• DESCRIPTION OF THE TASK: The entries must be retyped exactly, down to the last line.

• MATERIAL PROVIDED:

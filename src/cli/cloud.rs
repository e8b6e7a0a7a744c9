//! TileDB Cloud CLI commands

use anyhow::{Context, Result};
use clap::{Args, Subcommand};
use serde_json::Value as Json;

use super::output::Output;
use super::{prompt, UsageError};
use crate::config::CloudConfig;
use crate::engine::{ArrayListing, Backend, CloudClient, Credential, LoginParams, Permission};

#[derive(Subcommand)]
pub enum CloudCommands {
    /// Log in to TileDB Cloud with a token or a username
    Login(LoginArgs),

    /// Print information from TileDB Cloud
    #[command(subcommand)]
    Dump(CloudDumpCommands),

    /// Share an array with a user or organization
    Share {
        /// Array URI (`tiledb://<namespace>/<array>`)
        uri: String,

        /// User or organization to share with
        namespace: String,

        /// Permission to grant (repeatable)
        #[arg(long, short = 'p', value_enum, default_value = "read")]
        permission: Vec<Permission>,
    },

    /// Revoke access to an array
    Unshare {
        /// Array URI (`tiledb://<namespace>/<array>`)
        uri: String,

        /// User or organization to revoke
        namespace: String,
    },
}

#[derive(Args, Debug)]
pub struct LoginArgs {
    /// Token, or username with --username
    #[arg(env = "TILEDB_REST_TOKEN", hide_env_values = true)]
    credential: Option<String>,

    /// Treat the credential as a username and ask for the password
    #[arg(long, short = 'u')]
    username: bool,

    #[arg(long, hide = true)]
    password: Option<String>,

    /// Host to log in to
    #[arg(long)]
    host: Option<String>,

    /// Disable strict SSL verification
    #[arg(long)]
    no_verify_ssl: bool,

    /// Store the username/password instead of creating a session token
    #[arg(long)]
    no_session: bool,

    /// Threads for concurrent requests
    #[arg(long)]
    threads: Option<u32>,
}

/// Keeps only the named properties of each result
#[derive(Args, Debug)]
pub struct PropertyArgs {
    /// Property to print (repeatable; default all)
    #[arg(long = "property", short = 'P')]
    properties: Vec<String>,
}

#[derive(Subcommand)]
pub enum CloudDumpCommands {
    /// Activity log of an array
    Activity {
        /// Array URI
        uri: String,

        #[command(flatten)]
        props: PropertyArgs,
    },

    /// Arrays visible to the logged-in user
    Arrays {
        /// Only arrays in this namespace
        #[arg(long)]
        namespace: Option<String>,

        /// Only arrays matching this search text
        #[arg(long)]
        search: Option<String>,

        /// Page of results to return
        #[arg(long)]
        page: Option<u32>,

        /// Results per page
        #[arg(long)]
        per_page: Option<u32>,

        #[command(flatten)]
        props: PropertyArgs,
    },

    /// Organizations the user belongs to
    Orgs {
        #[command(flatten)]
        props: PropertyArgs,
    },

    /// Profile of the logged-in user
    Profile {
        #[command(flatten)]
        props: PropertyArgs,
    },

    /// A task by id, or the most recent one
    Task {
        /// Task id; the most recent task when omitted
        id: Option<String>,

        #[command(flatten)]
        props: PropertyArgs,
    },
}

pub fn run(
    cmd: CloudCommands,
    client: &dyn Backend,
    config: &CloudConfig,
    output: &Output,
) -> Result<()> {
    match cmd {
        CloudCommands::Login(args) => login(client, config, output, args),
        CloudCommands::Dump(cmd) => dump(client, output, cmd),
        CloudCommands::Share {
            uri,
            namespace,
            permission,
        } => {
            let result = client
                .share_array(&uri, &namespace, &permission)
                .with_context(|| format!("Failed to share {}", uri))?;
            output.outcome(&result, &format!("Shared {} with {}", uri, namespace));
            Ok(())
        }
        CloudCommands::Unshare { uri, namespace } => {
            let result = client
                .unshare_array(&uri, &namespace)
                .with_context(|| format!("Failed to unshare {}", uri))?;
            output.outcome(&result, &format!("Unshared {} from {}", uri, namespace));
            Ok(())
        }
    }
}

fn login(client: &dyn Backend, config: &CloudConfig, output: &Output, args: LoginArgs) -> Result<()> {
    let params = login_params(args, config, || prompt::prompt_password("Password"))?;
    output.verbose_ctx(
        "cloud",
        &format!("Logging in to {}", params.host.as_deref().unwrap_or("the default host")),
    );

    let result = client.login(&params).context("Login failed")?;
    output.outcome(&result, "Logged in to TileDB Cloud");
    Ok(())
}

/// Resolves login arguments against configuration
///
/// `ask_password` is only called for a username without `--password`.
fn login_params(
    args: LoginArgs,
    config: &CloudConfig,
    ask_password: impl FnOnce() -> Result<String>,
) -> Result<LoginParams> {
    let credential = args
        .credential
        .filter(|c| !c.trim().is_empty())
        .ok_or_else(|| {
            UsageError::new("No credential given and TILEDB_REST_TOKEN is not set")
        })?;

    let credential = if args.username {
        let password = match args.password {
            Some(password) => password,
            None => ask_password()?,
        };
        Credential::Password {
            username: credential,
            password,
        }
    } else {
        Credential::Token(credential)
    };

    Ok(LoginParams {
        credential,
        host: args.host.or_else(|| config.host.clone()),
        verify_ssl: !args.no_verify_ssl,
        no_session: args.no_session,
        threads: args.threads.unwrap_or(config.threads),
    })
}

fn dump(client: &dyn Backend, output: &Output, cmd: CloudDumpCommands) -> Result<()> {
    let (result, props) = match cmd {
        CloudDumpCommands::Activity { uri, props } => (client.array_activity(&uri)?, props),
        CloudDumpCommands::Arrays {
            namespace,
            search,
            page,
            per_page,
            props,
        } => {
            let listing = ArrayListing {
                namespace,
                search,
                page,
                per_page,
            };
            (client.list_arrays(&listing)?, props)
        }
        CloudDumpCommands::Orgs { props } => (client.organizations()?, props),
        CloudDumpCommands::Profile { props } => (client.user_profile()?, props),
        CloudDumpCommands::Task { id, props } => (client.task(id.as_deref())?, props),
    };

    output.value(&select_properties(result, &props.properties));
    Ok(())
}

/// Keeps only `properties` of an object, or of every object in a list
fn select_properties(value: Json, properties: &[String]) -> Json {
    if properties.is_empty() {
        return value;
    }

    match value {
        Json::Object(map) => Json::Object(
            map.into_iter()
                .filter(|(key, _)| properties.contains(key))
                .collect(),
        ),
        Json::Array(items) => Json::Array(
            items
                .into_iter()
                .map(|item| select_properties(item, properties))
                .collect(),
        ),
        other => other,
    }
}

• SOLVED EXERCISE:
filename src/cli/cloud.rs
repository e8b6e7a0a7a744c9
//! TileDB Cloud CLI commands

use anyhow::{Context, Result};
use clap::{Args, Subcommand};
use serde_json::Value as Json;

use super::output::Output;
use super::{prompt, UsageError};
use crate::config::CloudConfig;
use crate::engine::{ArrayListing, Backend, CloudClient, Credential, LoginParams, Permission};

#[derive(Subcommand)]
pub enum CloudCommands {
    /// Log in to TileDB Cloud with a token or a username
    Login(LoginArgs),

    /// Print information from TileDB Cloud
    #[command(subcommand)]
    Dump(CloudDumpCommands),

    /// Share an array with a user or organization
    Share {
        /// Array URI (`tiledb://<namespace>/<array>`)
        uri: String,

        /// User or organization to share with
        namespace: String,

        /// Permission to grant (repeatable)
        #[arg(long, short = 'p', value_enum, default_value = "read")]
        permission: Vec<Permission>,
    },

    /// Revoke access to an array
    Unshare {
        /// Array URI (`tiledb://<namespace>/<array>`)
        uri: String,

        /// User or organization to revoke
        namespace: String,
    },
}

#[derive(Args, Debug)]
pub struct LoginArgs {
    /// Token, or username with --username
    #[arg(env = "TILEDB_REST_TOKEN", hide_env_values = true)]
    credential: Option<String>,

    /// Treat the credential as a username and ask for the password
    #[arg(long, short = 'u')]
    username: bool,

    #[arg(long, hide = true)]
    password: Option<String>,

    /// Host to log in to
    #[arg(long)]
    host: Option<String>,

    /// Disable strict SSL verification
    #[arg(long)]
    no_verify_ssl: bool,

    /// Store the username/password instead of creating a session token
    #[arg(long)]
    no_session: bool,

    /// Threads for concurrent requests
    #[arg(long)]
    threads: Option<u32>,
}

/// Keeps only the named properties of each result
#[derive(Args, Debug)]
pub struct PropertyArgs {
    /// Property to print (repeatable; default all)
    #[arg(long = "property", short = 'P')]
    properties: Vec<String>,
}

#[derive(Subcommand)]
pub enum CloudDumpCommands {
    /// Activity log of an array
    Activity {
        /// Array URI
        uri: String,

        #[command(flatten)]
        props: PropertyArgs,
    },

    /// Arrays visible to the logged-in user
    Arrays {
        /// Only arrays in this namespace
        #[arg(long)]
        namespace: Option<String>,

        /// Only arrays matching this search text
        #[arg(long)]
        search: Option<String>,

        /// Page of results to return
        #[arg(long)]
        page: Option<u32>,

        /// Results per page
        #[arg(long)]
        per_page: Option<u32>,

        #[command(flatten)]
        props: PropertyArgs,
    },

    /// Organizations the user belongs to
    Orgs {
        #[command(flatten)]
        props: PropertyArgs,
    },

    /// Profile of the logged-in user
    Profile {
        #[command(flatten)]
        props: PropertyArgs,
    },

    /// A task by id, or the most recent one
    Task {
        /// Task id; the most recent task when omitted
        id: Option<String>,

        #[command(flatten)]
        props: PropertyArgs,
    },
}

pub fn run(
    cmd: CloudCommands,
    client: &dyn Backend,
    config: &CloudConfig,
    output: &Output,
) -> Result<()> {
    match cmd {
        CloudCommands::Login(args) => login(client, config, output, args),
        CloudCommands::Dump(cmd) => dump(client, output, cmd),
        CloudCommands::Share {
            uri,
            namespace,
            permission,
        } => {
            let result = client
                .share_array(&uri, &namespace, &permission)
                .with_context(|| format!("Failed to share {}", uri))?;
            output.outcome(&result, &format!("Shared {} with {}", uri, namespace));
            Ok(())
        }
        CloudCommands::Unshare { uri, namespace } => {
            let result = client
                .unshare_array(&uri, &namespace)
                .with_context(|| format!("Failed to unshare {}", uri))?;
            output.outcome(&result, &format!("Unshared {} from {}", uri, namespace));
            Ok(())
        }
    }
}

fn login(client: &dyn Backend, config: &CloudConfig, output: &Output, args: LoginArgs) -> Result<()> {
    let params = login_params(args, config, || prompt::prompt_password("Password"))?;
    output.verbose_ctx(
        "cloud",
        &format!("Logging in to {}", params.host.as_deref().unwrap_or("the default host")),
    );

    let result = client.login(&params).context("Login failed")?;
    output.outcome(&result, "Logged in to TileDB Cloud");
    Ok(())
}

/// Resolves login arguments against configuration
///
/// `ask_password` is only called for a username without `--password`.
fn login_params(
    args: LoginArgs,
    config: &CloudConfig,
    ask_password: impl FnOnce() -> Result<String>,
) -> Result<LoginParams> {
    let credential = args
        .credential
        .filter(|c| !c.trim().is_empty())
        .ok_or_else(|| {
            UsageError::new("No credential given and TILEDB_REST_TOKEN is not set")
        })?;

    let credential = if args.username {
        let password = match args.password {
            Some(password) => password,
            None => ask_password()?,
        };
        Credential::Password {
            username: credential,
            password,
        }
    } else {
        Credential::Token(credential)
    };

    Ok(LoginParams {
        credential,
        host: args.host.or_else(|| config.host.clone()),
        verify_ssl: !args.no_verify_ssl,
        no_session: args.no_session,
        threads: args.threads.unwrap_or(config.threads),
    })
}

fn dump(client: &dyn Backend, output: &Output, cmd: CloudDumpCommands) -> Result<()> {
    let (result, props) = match cmd {
        CloudDumpCommands::Activity { uri, props } => (client.array_activity(&uri)?, props),
        CloudDumpCommands::Arrays {
            namespace,
            search,
            page,
            per_page,
            props,
        } => {
            let listing = ArrayListing {
                namespace,
                search,
                page,
                per_page,
            };
            (client.list_arrays(&listing)?, props)
        }
        CloudDumpCommands::Orgs { props } => (client.organizations()?, props),
        CloudDumpCommands::Profile { props } => (client.user_profile()?, props),
        CloudDumpCommands::Task { id, props } => (client.task(id.as_deref())?, props),
    };

    output.value(&select_properties(result, &props.properties));
    Ok(())
}

/// Keeps only `properties` of an object, or of every object in a list
fn select_properties(value: Json, properties: &[String]) -> Json {
    if properties.is_empty() {
        return value;
    }

    match value {
        Json::Object(map) => Json::Object(
            map.into_iter()
                .filter(|(key, _)| properties.contains(key))
                .collect(),
        ),
        Json::Array(items) => Json::Array(
            items
                .into_iter()
                .map(|item| select_properties(item, properties))
                .collect(),
        ),
        other => other,
    }
}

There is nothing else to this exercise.